From the moment you enter the room you will be on show and others will be forming opinions of you.  It’s second nature after all. It is a fact that your body language can influence your energy, tone and impact. You need to be aware of this and one of the best ways to do this is to practice. 

It may make you feel a little silly but take time to stand in front of a mirror and visualise yourself in the interview room. It’s never easy to talk about yourself, much less to blow your own trumpet, so practice articulating the skills, qualities and experience that you will bring to the role. 
Looking people in the eye, smiling and having a good firm handshake all denote confidence and create a great first impression. Smiling also tells your body that you are happy so your body language starts to look and feel more at ease, this is something that interviewers will first notice, and then appreciate. 

Top Tip No.3: Always try to be yourself  

Don’t forget, the interviewer wants to see the real you, to understand if you are a good fit for the company. Take time for a few pleasantries and a quick exchange before the interview starts, this helps you break the ice and make a connection. 

Above all, be yourself but be appropriate – you need to dress appropriately and use appropriate language, but in a way that is authentic to you. Trying to be something you’re not can make you appear untrustworthy and phoney – never characteristics looked for in a good hire! 

Top Tip No. 4: Answer the question

Pleasantries and first impressions aside, it’s time to get to the nitty gritty and that is the questions the interviewer is likely to pose. You’ve already done your prep on demonstrating your competence, so make sure you have also thought about your motivations for wanting this job and other likely questions we all know come up in these situations. 

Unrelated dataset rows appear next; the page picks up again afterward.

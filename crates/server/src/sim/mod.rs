// crates/server/src/sim/mod.rs
//! Job simulation: synthetic record generation and timed progression.

pub mod engine;
pub mod generator;

pub use engine::EngineRunner;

Listen carefully to the question and make sure your answer is relevant – sounds simple but it is easy to forget the question once you start to talk. Try to weave in information about your previous experience and competence and don’t forget to mention your achievements. Above all don’t simply recap your CV; an interview is a chance for you to shine and demonstrate all the qualities your CV cannot. 

If a question isn’t clear, ask for clarification so that you can make sure you give the interviewers the information they need. If the worst happens and you simply don’t have an answer, admit it, as long as you regain your composure you will still come across as confident. 

Everything you say at an interview doesn’t necessarily have to be positive, think about your weaknesses or challenges with the role and be honest about them, but don’t forget to say how you plan to get over them. This will be probably come as a refreshing change to your interviewers and will show that you have really thought about how you will tackle this opportunity if you are chosen for the job! 

Top Tip No.5: Always follow up 

Whatever the outcome of the interview, at the very least it is a networking opportunity that will ensure that your time was not wasted, even if you don’t end up getting the job. 

Our tip here is to always follow up, whether that be an email thanking the interviewer for their time, or subtly putting your name on their radar following the interview by liking a post on their social media account. However you do it, keeping yourself in their mind can never be a bad thing. If you weren’t right for that particular job then who is to say a job you are perfect for won’t come up in a month’s time, and if it does you want them to think of you. 

This is also a good time to consider your own social media accounts, if you do put yourself on their radar and they look you up, are your most recent posts something positive and professional? 

Always remember that you are entitled to feedback on your interview so don’t shy away from contacting the interviewer afterwards to ask for it, and for any advice they may have so that you know where to improve. Who knows when you may see them across another interview desk in the future?